# New Speedsolving Minecraft server



## ben1996123 (Jul 2, 2012)

Since Chris's server was stopped after his CPU melted, I decided to start a new one. Won't be 24/7, will use hamachi:

Network ID: ben1996123-server-4
Password: server
IP: 5.4.111.156


----------



## cubecraze1 (Jul 5, 2012)

You should post this on the mc thread.
You could also have times that the server will always be on.


----------



## ben1996123 (Jul 5, 2012)

cubecraze1 said:


> You should post this on the mc thread.
> You could also have times that the server will always be on.



Server will be on from 3pm - 5am UK time.


----------



## ben1996123 (Jul 7, 2012)

here's the town where everyone lives so far.


----------



## cubecraze1 (Jul 10, 2012)

why isn't it on now?


----------



## ben1996123 (Jul 11, 2012)

cubecraze1 said:


> why isn't it on now?



It is now (and it was then, maybe I just restarted it or something). You have to add me on hamachi before you can come on though

edit:


----------



## cubecraze1 (Jul 11, 2012)

ben1996123 said:


> It is now (and it was then, maybe I just restarted it or something). You have to add me on hamachi before you can come on though
> 
> edit:



Don't i just have to join the network?


----------



## ben1996123 (Jul 11, 2012)

cubecraze1 said:


> Don't i just have to join the network?



Same thing. You haven't joined though.


----------



## cubecraze1 (Jul 11, 2012)

ben1996123 said:


> Same thing. You haven't joined though.



errr i'll try again.


----------



## ben1996123 (Jul 11, 2012)

cubecraze1 said:


> errr i'll try again.



Network is ben1996123-server (- not _)
password is server


----------



## cubecraze1 (Jul 12, 2012)

ben1996123 said:


> Network is ben1996123-server (- not _)
> password is server



-_- well no wonder it didn't work


----------



## ben1996123 (Jul 12, 2012)

cubecraze1 said:


> -_- well no wonder it didn't work



I did put it in the second post. I'll delete that and update the first one.


----------



## ben1996123 (Jul 13, 2012)

The server wont be on until monday (maybe late on sunday/monday morning) because wsmo.


----------



## ben1996123 (Jul 16, 2012)

Server is back up.


----------



## ben1996123 (Jul 29, 2012)

Parkour course finished, made by me and Gredore.


----------



## IanTheCuber (Jul 29, 2012)

I am an awesome builder.

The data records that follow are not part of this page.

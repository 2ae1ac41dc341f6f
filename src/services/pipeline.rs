//! Request-scoped orchestration
//!
//! One inbound question runs: compile, then all panel SQL concurrently
//! (each inside its own repair loop), then forecast overlays for panels
//! that carry a spec, then an executive summary or failure explanation.
//! Repaired SQL is spliced back onto the owning panel before the plan is
//! handed to persistence. The pipeline keeps no state across requests
//! beyond the session's query lineage.

use std::collections::BTreeMap;
use std::sync::{Arc, Mutex};

use tokio::task::JoinSet;
use uuid::Uuid;

use super::compiler::{FailureExplanation, QuestionCompiler};
use super::executor::{QueryResult, RepairLoop, SqlExecutor};
use super::forecast::{ForecastDefaults, ForecastEngine, ForecastOutcome};
use super::llm::TextGenerator;
use super::plan::{AnalyticalPlan, PanelSpec};
use super::schema::DatasetProfile;

/// Execution result for one panel
#[derive(Debug)]
pub struct PanelResult {
    pub title: String,
    pub final_sql: String,
    pub result: QueryResult,
    pub was_repaired: bool,
    pub attempts: u32,
    pub forecast: Option<ForecastOutcome>,
    /// Set when the overlay degraded; the query result above stays valid
    pub forecast_error: Option<String>,
}

/// Everything a persistence or rendering collaborator needs for one
/// answered question.
#[derive(Debug)]
pub struct AskOutcome {
    pub request_id: String,
    pub plan: AnalyticalPlan,
    pub panels: Vec<PanelResult>,
    pub explanation: Option<FailureExplanation>,
}

/// One unit of panel execution: which plan panel it belongs to (None for
/// the implicit panel synthesized from top-level SQL), and the SQL to run.
#[derive(Debug, Clone)]
struct ExecPanel {
    plan_index: Option<usize>,
    sql: String,
    title: String,
}

pub struct AnalyticsPipeline {
    compiler: QuestionCompiler,
    backend: Arc<dyn TextGenerator>,
    executor: Arc<dyn SqlExecutor>,
    repair: Arc<RepairLoop>,
    forecast: ForecastEngine,
    lineage: Mutex<QueryLineage>,
}

impl AnalyticsPipeline {
    pub fn new(
        backend: Arc<dyn TextGenerator>,
        executor: Arc<dyn SqlExecutor>,
        profiles: BTreeMap<String, DatasetProfile>,
        forecast_defaults: ForecastDefaults,
    ) -> Self {
        Self {
            compiler: QuestionCompiler::new(backend.clone(), profiles),
            repair: Arc::new(RepairLoop::new(executor.clone(), backend.clone())),
            forecast: ForecastEngine::new(backend.clone(), forecast_defaults),
            backend,
            executor,
            lineage: Mutex::new(QueryLineage::default()),
        }
    }

    pub fn with_max_compile_attempts(mut self, max_attempts: u32) -> Self {
        self.compiler = self.compiler.with_max_attempts(max_attempts);
        self
    }

    pub fn with_max_execution_attempts(mut self, max_attempts: u32) -> Self {
        self.repair = Arc::new(
            RepairLoop::new(self.executor.clone(), self.backend.clone())
                .with_max_attempts(max_attempts),
        );
        self
    }

    pub fn compiler(&self) -> &QuestionCompiler {
        &self.compiler
    }

    /// Answer one question end to end
    pub async fn ask(&self, question: &str) -> AskOutcome {
        let request_id = Uuid::new_v4().to_string();
        tracing::info!(request_id = %request_id, "question: {}", question);

        let mut plan = self.compiler.compile(question).await;

        if !plan.is_feasible() {
            tracing::info!("plan is not feasible: {:?}", plan.reason);
            self.record(question, &plan, &[]);
            return AskOutcome { request_id, plan, panels: Vec::new(), explanation: None };
        }

        let exec_panels = executable_panels(&plan);
        let executed = self.execute_panels(question, exec_panels).await;

        let mut panel_results = Vec::with_capacity(executed.len());
        for (exec, outcome) in executed {
            // A successful repair becomes the panel's source of truth
            if outcome.was_repaired
                && let Some(index) = exec.plan_index
            {
                plan.panels[index].sql = Some(outcome.final_sql.clone());
            }

            let panel_spec = exec.plan_index.map(|i| plan.panels[i].clone());
            let mut result = outcome.result;
            let (forecast, forecast_error) = match &panel_spec {
                Some(panel) => self.forecast_overlay(panel, &result).await,
                None => (None, None),
            };
            if let (Some(outcome), Some(panel)) = (&forecast, &panel_spec) {
                merge_overlay(&mut result, panel, outcome);
            }

            panel_results.push(PanelResult {
                title: exec.title,
                final_sql: outcome.final_sql,
                result,
                was_repaired: outcome.was_repaired,
                attempts: outcome.attempts,
                forecast,
                forecast_error,
            });
        }

        let explanation = match panel_results.iter().find(|p| p.result.success) {
            Some(success) => {
                plan.executive_summary =
                    self.compiler.summarize_result(question, &success.result).await;
                None
            },
            None => {
                let error_text = panel_results
                    .iter()
                    .find_map(|p| p.result.error.clone())
                    .unwrap_or_else(|| "unknown execution failure".to_string());
                Some(self.compiler.explain_failure(question, &error_text).await)
            },
        };

        self.record(question, &plan, &panel_results);
        AskOutcome { request_id, plan, panels: panel_results, explanation }
    }

    /// Run every panel's SQL concurrently. Panels are independent
    /// read-only queries; repair requests are intentionally not
    /// deduplicated across panels sharing identical failing SQL.
    async fn execute_panels(
        &self,
        question: &str,
        panels: Vec<ExecPanel>,
    ) -> Vec<(ExecPanel, super::executor::RepairOutcome)> {
        let mut join_set = JoinSet::new();
        for (order, exec) in panels.into_iter().enumerate() {
            let repair = Arc::clone(&self.repair);
            let question = question.to_string();
            join_set.spawn(async move {
                let outcome =
                    repair.execute_with_repair(&exec.sql, &question, &exec.title).await;
                (order, exec, outcome)
            });
        }

        let mut results = Vec::new();
        while let Some(joined) = join_set.join_next().await {
            match joined {
                Ok((order, exec, outcome)) => results.push((order, exec, outcome)),
                Err(e) => tracing::error!("panel execution task failed: {}", e),
            }
        }
        results.sort_by_key(|(order, _, _)| *order);
        results.into_iter().map(|(_, exec, outcome)| (exec, outcome)).collect()
    }

    /// Compute the overlay for a forecast-carrying panel. Failures
    /// degrade only this panel's overlay.
    async fn forecast_overlay(
        &self,
        panel: &PanelSpec,
        result: &QueryResult,
    ) -> (Option<ForecastOutcome>, Option<String>) {
        let Some(spec) = &panel.forecast else {
            return (None, None);
        };
        if !result.success {
            return (None, Some("panel query failed; no series to forecast".to_string()));
        }

        let series = extract_series(result, panel);
        match self.forecast.forecast(&series, spec).await {
            Ok(outcome) => (Some(outcome), None),
            Err(e) => {
                tracing::warn!("forecast for '{}' failed: {}", panel.title, e);
                (None, Some(e.to_string()))
            },
        }
    }

    fn record(&self, question: &str, plan: &AnalyticalPlan, panels: &[PanelResult]) {
        let row_count = panels.iter().map(|p| p.result.row_count).sum();
        let error = panels
            .iter()
            .find_map(|p| p.result.error.clone())
            .or_else(|| (!plan.feasible).then(|| plan.reason.clone().unwrap_or_default()));
        self.lineage.lock().unwrap().record(LineageEntry {
            question: question.to_string(),
            feasible: plan.is_feasible(),
            row_count,
            error,
        });
    }

    pub fn history(&self, limit: usize) -> Vec<LineageEntry> {
        self.lineage.lock().unwrap().recent(limit)
    }

    pub fn clear_history(&self) {
        self.lineage.lock().unwrap().clear();
    }
}

/// Resolve which SQL runs for which panel. A plan whose only SQL is
/// top-level gets one implicit result panel.
fn executable_panels(plan: &AnalyticalPlan) -> Vec<ExecPanel> {
    let mut panels = Vec::new();
    for (index, panel) in plan.panels.iter().enumerate() {
        if let Some(sql) = panel.sql.as_deref().or(plan.sql.as_deref()) {
            panels.push(ExecPanel {
                plan_index: Some(index),
                sql: sql.to_string(),
                title: panel.title.clone(),
            });
        }
    }
    if panels.is_empty()
        && let Some(sql) = plan.sql.as_deref()
    {
        panels.push(ExecPanel { plan_index: None, sql: sql.to_string(), title: "Result".to_string() });
    }
    panels
}

/// Pull the (x, y) series for a forecast panel from its query rows
fn extract_series(result: &QueryResult, panel: &PanelSpec) -> Vec<(serde_json::Value, f64)> {
    let x_key = panel
        .x
        .clone()
        .or_else(|| result.columns.first().cloned())
        .unwrap_or_default();
    let y_key = panel
        .y
        .clone()
        .or_else(|| result.columns.get(1).cloned())
        .unwrap_or_default();

    result
        .rows
        .iter()
        .filter_map(|row| {
            let x = row.get(&x_key)?.clone();
            let y = match row.get(&y_key)? {
                serde_json::Value::Number(n) => n.as_f64()?,
                serde_json::Value::String(s) => s.trim().parse().ok()?,
                _ => return None,
            };
            Some((x, y))
        })
        .collect()
}

/// Append projected points to the result rows so renderers see one
/// continuous series; forecast rows are flagged and carry their band.
fn merge_overlay(result: &mut QueryResult, panel: &PanelSpec, outcome: &ForecastOutcome) {
    let x_key = panel
        .x
        .clone()
        .or_else(|| result.columns.first().cloned())
        .unwrap_or_else(|| "x".to_string());
    let y_key = panel
        .y
        .clone()
        .or_else(|| result.columns.get(1).cloned())
        .unwrap_or_else(|| "y".to_string());

    for extra in ["forecast", "lower", "upper"] {
        if !result.columns.iter().any(|c| c == extra) {
            result.columns.push(extra.to_string());
        }
    }

    for point in &outcome.points {
        let mut row = serde_json::Map::new();
        row.insert(x_key.clone(), serde_json::json!(point.label));
        row.insert(y_key.clone(), serde_json::json!(point.value));
        row.insert("forecast".to_string(), serde_json::json!(true));
        row.insert("lower".to_string(), serde_json::json!(point.lower));
        row.insert("upper".to_string(), serde_json::json!(point.upper));
        result.rows.push(row);
    }
    result.row_count = result.rows.len();
}

// ============================================================================
// Lineage
// ============================================================================

/// One answered question in the session history
#[derive(Debug, Clone)]
pub struct LineageEntry {
    pub question: String,
    pub feasible: bool,
    pub row_count: usize,
    pub error: Option<String>,
}

/// Session-scoped history of answered questions
#[derive(Debug, Default)]
pub struct QueryLineage {
    history: Vec<LineageEntry>,
}

impl QueryLineage {
    pub fn record(&mut self, entry: LineageEntry) {
        self.history.push(entry);
    }

    pub fn recent(&self, limit: usize) -> Vec<LineageEntry> {
        let start = self.history.len().saturating_sub(limit);
        self.history[start..].to_vec()
    }

    pub fn clear(&mut self) {
        self.history.clear();
    }
}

I'll make the Eiffel Tower, when I join. I'll join in a few days.

EDIT: Please tell me cussing is not allowed...


----------



## ben1996123 (Jul 30, 2012)

IanTheCuber said:


> Please tell me cussing is not allowed...



I see no reason for it not to be allowed.


----------



## ben1996123 (Aug 2, 2012)

Back up your 1.2.5 jar or don't upgrade to 1.3 if you want to play sometime within the next few weeks.


----------



## IanTheCuber (Aug 2, 2012)

Oh no...I get kicked of of servers with horrible swearing.

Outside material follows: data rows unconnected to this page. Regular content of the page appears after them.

//! Forecast engine
//!
//! Runs the full pipeline for one panel's series: normalize the x axis,
//! infer cadence, compute trend statistics and seasonality, resolve the
//! strategy, fit, and emit future points with uncertainty bands and
//! projected labels in the same encoding as the input.

use std::sync::Arc;

use chrono::{Datelike, Months, NaiveDate};

use crate::services::llm::TextGenerator;
use crate::services::plan::{ConfidenceLevel, ForecastSpec, ForecastStrategy};

use super::models::{forecast_values, residual_std_dev};
use super::series::{
    CadenceInfo, CadenceUnit, ForecastError, SeriesPoint, XAxisFormat, build_series, infer_cadence,
};
use super::stats::{Seasonality, TrendStats, detect_seasonality, trend_stats};
use super::strategy::{ForecastDefaults, ResolvedStrategy, resolve_strategy};

/// One projected observation with its uncertainty band
#[derive(Debug, Clone, PartialEq)]
pub struct ForecastPoint {
    pub label: String,
    pub value: f64,
    pub lower: f64,
    pub upper: f64,
}

/// The engine's full answer for one panel
#[derive(Debug, Clone)]
pub struct ForecastOutcome {
    pub strategy: ForecastStrategy,
    pub points: Vec<ForecastPoint>,
    pub cadence: CadenceInfo,
    pub season: Option<Seasonality>,
    pub stats: TrendStats,
    pub residual_std: f64,
}

pub struct ForecastEngine {
    backend: Arc<dyn TextGenerator>,
    defaults: ForecastDefaults,
}

impl ForecastEngine {
    pub fn new(backend: Arc<dyn TextGenerator>, defaults: ForecastDefaults) -> Self {
        Self { backend, defaults }
    }

    /// Forecast one series according to its spec.
    ///
    /// Fewer than 2 points is a hard failure; the caller degrades only
    /// this panel's overlay.
    pub async fn forecast(
        &self,
        raw: &[(serde_json::Value, f64)],
        spec: &ForecastSpec,
    ) -> Result<ForecastOutcome, ForecastError> {
        let (points, format) = build_series(raw)?;
        let ys: Vec<f64> = points.iter().map(|p| p.y).collect();

        let cadence = infer_cadence(&points, format);
        let stats = trend_stats(&ys);
        let season = detect_seasonality(&ys, &cadence);

        let resolved: ResolvedStrategy =
            resolve_strategy(self.backend.as_ref(), spec, &stats, season, &points, &self.defaults)
                .await;

        let values = forecast_values(resolved.strategy, &ys, resolved.horizon, &resolved.params, &stats);
        let residual_std = residual_std_dev(resolved.strategy, &ys, &resolved.params, &stats);
        let multiplier = interval_multiplier(spec.confidence, spec.interval_pct);

        let labels = project_labels(&points, format, &cadence, resolved.horizon);
        let forecast_points = labels
            .into_iter()
            .zip(values)
            .map(|(label, value)| ForecastPoint {
                label,
                value,
                lower: value - multiplier * residual_std,
                upper: value + multiplier * residual_std,
            })
            .collect();

        tracing::debug!(
            "forecast: strategy={} horizon={} cadence={:?}/{} residual_std={:.4}",
            resolved.strategy.as_str(),
            resolved.horizon,
            cadence.unit,
            cadence.step,
            residual_std
        );

        Ok(ForecastOutcome {
            strategy: resolved.strategy,
            points: forecast_points,
            cadence,
            season,
            stats,
            residual_std,
        })
    }
}

// ============================================================================
// Intervals
// ============================================================================

/// Standard normal quantiles for the documented interval widths
const QUANTILES: &[(f64, f64)] = &[(80.0, 1.28), (90.0, 1.64), (95.0, 1.96), (99.0, 2.58)];

fn interval_multiplier(confidence: ConfidenceLevel, interval_pct: Option<f64>) -> f64 {
    if let Some(pct) = interval_pct {
        let (_, z) = QUANTILES
            .iter()
            .min_by(|a, b| {
                (a.0 - pct)
                    .abs()
                    .partial_cmp(&(b.0 - pct).abs())
                    .unwrap_or(std::cmp::Ordering::Equal)
            })
            .copied()
            .unwrap_or((95.0, 1.96));
        return z;
    }
    match confidence {
        ConfidenceLevel::High => 1.96,
        ConfidenceLevel::Medium => 1.64,
        ConfidenceLevel::Low => 1.28,
    }
}

// ============================================================================
// Label Projection
// ============================================================================

/// Generate future x-axis labels by advancing the last observation one
/// cadence step per horizon index, preserving the input encoding.
fn project_labels(
    points: &[SeriesPoint],
    format: XAxisFormat,
    cadence: &CadenceInfo,
    horizon: usize,
) -> Vec<String> {
    let last = match points.last() {
        Some(p) => p,
        None => return Vec::new(),
    };

    (1..=horizon as i64)
        .map(|h| match format {
            XAxisFormat::YearMonth => match last.parsed_date {
                Some(date) => format_yearmonth(add_months(date, cadence.step * h)),
                None => format!("t+{h}"),
            },
            XAxisFormat::Date => match last.parsed_date {
                Some(date) => advance_date(date, cadence, h).format("%Y-%m-%d").to_string(),
                None => format!("t+{h}"),
            },
            XAxisFormat::Number => {
                let base = last.parsed_number.unwrap_or(last.sort_key);
                format_number(base + (cadence.step * h) as f64)
            },
            XAxisFormat::Ordinal => format!("t+{h}"),
        })
        .collect()
}

fn advance_date(date: NaiveDate, cadence: &CadenceInfo, h: i64) -> NaiveDate {
    let amount = cadence.step * h;
    match cadence.unit {
        CadenceUnit::Day => date + chrono::Duration::days(amount),
        CadenceUnit::Week => date + chrono::Duration::days(7 * amount),
        CadenceUnit::Month => add_months(date, amount),
        CadenceUnit::Quarter => add_months(date, 3 * amount),
        CadenceUnit::Year => add_months(date, 12 * amount),
        CadenceUnit::Number | CadenceUnit::Unknown => date + chrono::Duration::days(amount),
    }
}

fn add_months(date: NaiveDate, months: i64) -> NaiveDate {
    if months >= 0 {
        date + Months::new(months as u32)
    } else {
        date - Months::new((-months) as u32)
    }
}

fn format_yearmonth(date: NaiveDate) -> String {
    format!("{:04}-{:02}", date.year(), date.month())
}

fn format_number(n: f64) -> String {
    if n.fract() == 0.0 && n.abs() < i64::MAX as f64 {
        format!("{}", n as i64)
    } else {
        format!("{n}")
    }
}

I will not be on for another 2-3 weeks, due to my computer being broken...D:
Apparantly, we might not be able to get the laptop into fixed condition, and it might shift over to a new laptop. So then I might not be able to get on Minecraft ever again. I'll hope and pray...

THINGS I CAN BUILD
Eiffel Tower, maybe with a parkour course
A Saloon
A Rollercoaster titled whatever you want me to
A US Nationals Minecraft competition, just need help making solvable cubes
An Underground Block Museum
A Parkour Teaching Facility
A Survival Games Tiny Map
A Feliks Zemdegs Memorial


----------



## ben1996123 (Aug 2, 2012)

IanTheCuber said:


> Oh no...I get kicked of of servers with horrible swearing.



Why? Also, there isn't really any swearing, just no rule against it.



IanTheCuber said:


> THINGS I CAN BUILD
> Eiffel Tower, maybe with a parkour course
> A Saloon
> A Rollercoaster titled whatever you want me to
> ...



It's more of a survival server.

Parkour is done already
Saloon is kind of useless
Rollercoaster maybe
lol US
lol?
We're going to build noob parkour soon anyway
It's a survival server, not survival games
lol

Build a giant pony statue if you want.


----------



## IanTheCuber (Aug 3, 2012)

Uhh, I build stuff for fun anyway, so expect to see a bunch of random stuff anyway.

What I meant by the swearing thing is that my PARENTS kick me off, thinking I'm getting to swear behind their back.

Also, for the Eiffel tower thing, why not make aNOTHER parkour course? Or am I not going to be allowed?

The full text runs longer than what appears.